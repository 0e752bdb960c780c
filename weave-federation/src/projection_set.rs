//! The complete projection configuration of one federated repository.

use std::collections::{HashMap, HashSet};

use weave_core::{CachePolicy, ConfigError, FederationConfig, Path};

use crate::merge::MergeStrategy;
use crate::parser::ProjectionParser;
use crate::projection::Projection;

/// Cache projection, cache policy, and the ordered source projections.
///
/// Validated at construction:
/// - a cache projection and a cache policy come together or not at all
/// - at least one source projection
/// - no source is projected twice, and the cache source is not also projected
#[derive(Debug, Clone)]
pub struct SourceProjectionSet {
    cache_projection: Option<Projection>,
    cache_policy: Option<CachePolicy>,
    source_projections: Vec<Projection>,
    configured_policies: HashMap<String, CachePolicy>,
}

impl SourceProjectionSet {
    pub fn new(
        cache_projection: Option<Projection>,
        cache_policy: Option<CachePolicy>,
        source_projections: Vec<Projection>,
    ) -> Result<Self, ConfigError> {
        match (&cache_projection, &cache_policy) {
            (Some(_), None) => {
                return Err(ConfigError::IncompatibleOptions {
                    option_a: "cache projection".to_string(),
                    option_b: "missing cache policy".to_string(),
                })
            }
            (None, Some(_)) => {
                return Err(ConfigError::IncompatibleOptions {
                    option_a: "cache policy".to_string(),
                    option_b: "missing cache projection".to_string(),
                })
            }
            _ => {}
        }
        if source_projections.is_empty() {
            return Err(ConfigError::NoSourceProjections);
        }

        let mut seen = HashSet::new();
        for projection in &source_projections {
            if !seen.insert(projection.source_name()) {
                return Err(ConfigError::DuplicateProjection {
                    source_name: projection.source_name().to_string(),
                });
            }
        }
        if let Some(cache) = &cache_projection {
            if seen.contains(cache.source_name()) {
                return Err(ConfigError::IncompatibleOptions {
                    option_a: "cache projection".to_string(),
                    option_b: format!("source projection for '{}'", cache.source_name()),
                });
            }
        }

        Ok(Self {
            cache_projection,
            cache_policy,
            source_projections,
            configured_policies: HashMap::new(),
        })
    }

    /// Compile a validated configuration with the default rule parser.
    pub fn from_config(config: &FederationConfig) -> Result<Self, ConfigError> {
        Self::from_config_with(config, &ProjectionParser::default())
    }

    pub fn from_config_with(
        config: &FederationConfig,
        parser: &ProjectionParser,
    ) -> Result<Self, ConfigError> {
        config.validate()?;

        let (cache_projection, cache_policy) = match &config.cache {
            Some(cache) => {
                let rules = parser
                    .parse_all(cache.rules.as_slice())
                    .map_err(|error| ConfigError::InvalidRule {
                        source_name: cache.source.clone(),
                        error,
                    })?;
                (
                    Some(
                        Projection::new(cache.source.clone(), rules)?
                            .with_workspace(cache.workspace.clone()),
                    ),
                    Some(cache.cache_policy()),
                )
            }
            None => (None, None),
        };
        let projections = config
            .projections
            .iter()
            .map(|p| Projection::from_config(p, parser))
            .collect::<Result<Vec<_>, _>>()?;

        let mut set = Self::new(cache_projection, cache_policy, projections)?;
        for source in &config.sources {
            if let Some(policy) = source.default_cache_policy() {
                set = set.with_configured_policy(&source.name, policy);
            }
        }
        Ok(set)
    }

    /// Policy used for a source whose connection declares none.
    pub fn with_configured_policy(mut self, source_name: &str, policy: CachePolicy) -> Self {
        self.configured_policies
            .insert(source_name.to_string(), policy);
        self
    }

    pub fn cache_projection(&self) -> Option<&Projection> {
        self.cache_projection.as_ref()
    }

    pub fn cache_policy(&self) -> Option<CachePolicy> {
        self.cache_policy
    }

    pub fn source_projections(&self) -> &[Projection] {
        &self.source_projections
    }

    pub fn len(&self) -> usize {
        self.source_projections.len()
    }

    pub fn is_empty(&self) -> bool {
        self.source_projections.is_empty()
    }

    pub fn projection(&self, source_name: &str) -> Option<&Projection> {
        self.source_projections
            .iter()
            .find(|p| p.source_name() == source_name)
    }

    pub fn source_names(&self) -> Vec<&str> {
        self.source_projections
            .iter()
            .map(Projection::source_name)
            .collect()
    }

    pub fn configured_policies(&self) -> &HashMap<String, CachePolicy> {
        &self.configured_policies
    }

    /// The first projection (in order) whose rules translate `federated`, and
    /// that translation. Writes go to this projection only.
    pub fn authoritative(&self, federated: &Path) -> Option<(&Projection, Path)> {
        self.source_projections
            .iter()
            .find_map(|p| p.primary_path(federated).map(|path| (p, path)))
    }

    pub fn merge_strategy(&self) -> MergeStrategy {
        match self.source_projections.as_slice() {
            [only] if only.is_simple() => MergeStrategy::OneContribution,
            _ => MergeStrategy::Simple,
        }
    }
}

*Problem details*
Answer with one number, namely the count of lines in the entries that include the word "ConfigError".

*Answer to the problem*
10